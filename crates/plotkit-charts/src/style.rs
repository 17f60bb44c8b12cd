//! Plot styling: palette, fonts, figure geometry
//!
//! `PlotStyle` is constructed once and passed by reference into every render
//! call; there is no process-global styling state. `PlotStyle::default()`
//! always yields the same value, so "configuring" twice is harmless.

use plotters::style::RGBColor;
use serde::{Deserialize, Serialize};

/// Default palette: six colors consumed by index when a chart does not carry
/// an explicit color
pub const DEFAULT_PALETTE: [&str; 6] = [
    "#008E5A", "#00A868", "#0FCC7D", "#B5B0AE", "#D0D0D0", "#EFF4F8",
];

/// Font configuration
#[derive(Debug, Clone, PartialEq, Serialize, Deserialize)]
pub struct FontConfig {
    pub family: String,
    pub size: u32,
}

impl Default for FontConfig {
    fn default() -> Self {
        Self {
            family: "sans-serif".to_string(),
            size: 15,
        }
    }
}

/// Margin configuration, in pixels
#[derive(Debug, Clone, PartialEq, Serialize, Deserialize)]
pub struct MarginConfig {
    pub top: u32,
    pub right: u32,
    pub bottom: u32,
    pub left: u32,
}

impl Default for MarginConfig {
    fn default() -> Self {
        Self {
            top: 20,
            right: 20,
            bottom: 40,
            left: 60,
        }
    }
}

/// Grid line appearance shared by the charts that draw gridlines
#[derive(Debug, Clone, PartialEq, Serialize, Deserialize)]
pub struct GridConfig {
    /// Draw lines perpendicular to the x axis
    pub show_x: bool,
    /// Draw lines perpendicular to the y axis
    pub show_y: bool,
    /// Line opacity, 0.0..=1.0
    pub opacity: f64,
}

impl Default for GridConfig {
    fn default() -> Self {
        Self {
            show_x: false,
            show_y: true,
            opacity: 0.3,
        }
    }
}

/// Visual defaults applied to every chart rendered with this style
#[derive(Debug, Clone, PartialEq, Serialize, Deserialize)]
pub struct PlotStyle {
    /// Ordered palette, consumed by index
    pub palette: Vec<String>,
    /// Figure size in inches (width, height)
    pub figure_size: (f64, f64),
    /// Base resolution used to turn the figure size into pixels
    pub dpi: u32,
    /// Title font
    pub title_font: FontConfig,
    /// Base font for axis labels and annotations
    pub font: FontConfig,
    /// Background color; `None` leaves the canvas unfilled
    pub background: Option<String>,
    /// Outer margins
    pub margins: MarginConfig,
    /// Grid defaults
    pub grid: GridConfig,
}

impl Default for PlotStyle {
    fn default() -> Self {
        Self {
            palette: DEFAULT_PALETTE.iter().map(|c| (*c).to_string()).collect(),
            figure_size: (6.0, 4.0),
            dpi: 100,
            title_font: FontConfig {
                family: "sans-serif".to_string(),
                size: 14,
            },
            font: FontConfig::default(),
            background: Some("#FFFFFF".to_string()),
            margins: MarginConfig::default(),
            grid: GridConfig::default(),
        }
    }
}

impl PlotStyle {
    /// Resolve a palette entry to a concrete color; the index wraps around
    pub fn color(&self, index: usize) -> RGBColor {
        if self.palette.is_empty() {
            return RGBColor(0, 0, 0);
        }
        parse_color(&self.palette[index % self.palette.len()])
    }

    /// Pixel dimensions of the figure at the given resolution
    pub fn pixel_size(&self, dpi: u32, figure_size: Option<(f64, f64)>) -> (u32, u32) {
        let (width, height) = figure_size.unwrap_or(self.figure_size);
        (
            (width * f64::from(dpi)).round().max(1.0) as u32,
            (height * f64::from(dpi)).round().max(1.0) as u32,
        )
    }
}

/// Parse a color string (hex format) to RGBColor, defaulting to black on
/// malformed input
pub fn parse_color(color_str: &str) -> RGBColor {
    if let Some(hex) = color_str.strip_prefix('#') {
        if hex.len() == 6 {
            if let (Ok(r), Ok(g), Ok(b)) = (
                u8::from_str_radix(&hex[0..2], 16),
                u8::from_str_radix(&hex[2..4], 16),
                u8::from_str_radix(&hex[4..6], 16),
            ) {
                return RGBColor(r, g, b);
            }
        }
    }
    RGBColor(0, 0, 0)
}

#[cfg(test)]
mod tests {
    use super::*;

    #[test]
    fn test_default_palette_has_six_colors() {
        let style = PlotStyle::default();
        assert_eq!(style.palette.len(), 6);
        assert_eq!(style.palette[0], "#008E5A");
        assert_eq!(style.palette[5], "#EFF4F8");
    }

    #[test]
    fn test_default_is_idempotent() {
        // configuring twice yields the same palette and figure-size state
        assert_eq!(PlotStyle::default(), PlotStyle::default());
    }

    #[test]
    fn test_color_indexing_wraps() {
        let style = PlotStyle::default();
        assert_eq!(style.color(2), RGBColor(0x0F, 0xCC, 0x7D));
        assert_eq!(style.color(8), style.color(2));
    }

    #[test]
    fn test_color_parsing() {
        assert_eq!(parse_color("#FF0000"), RGBColor(255, 0, 0));
        assert_eq!(parse_color("#00FF00"), RGBColor(0, 255, 0));

        // malformed colors fall back to black
        assert_eq!(parse_color("invalid"), RGBColor(0, 0, 0));
        assert_eq!(parse_color("#ZZ0000"), RGBColor(0, 0, 0));
    }

    #[test]
    fn test_pixel_size() {
        let style = PlotStyle::default();
        assert_eq!(style.pixel_size(100, None), (600, 400));
        assert_eq!(style.pixel_size(300, None), (1800, 1200));
        assert_eq!(style.pixel_size(100, Some((8.0, 5.0))), (800, 500));
    }
}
· · · ·
- _Activity_
Every line of the material that includes the word "MarginConfig" needs to be copied.

- _Worked solution_
pub struct MarginConfig {
impl Default for MarginConfig {
    pub margins: MarginConfig,
            margins: MarginConfig::default(),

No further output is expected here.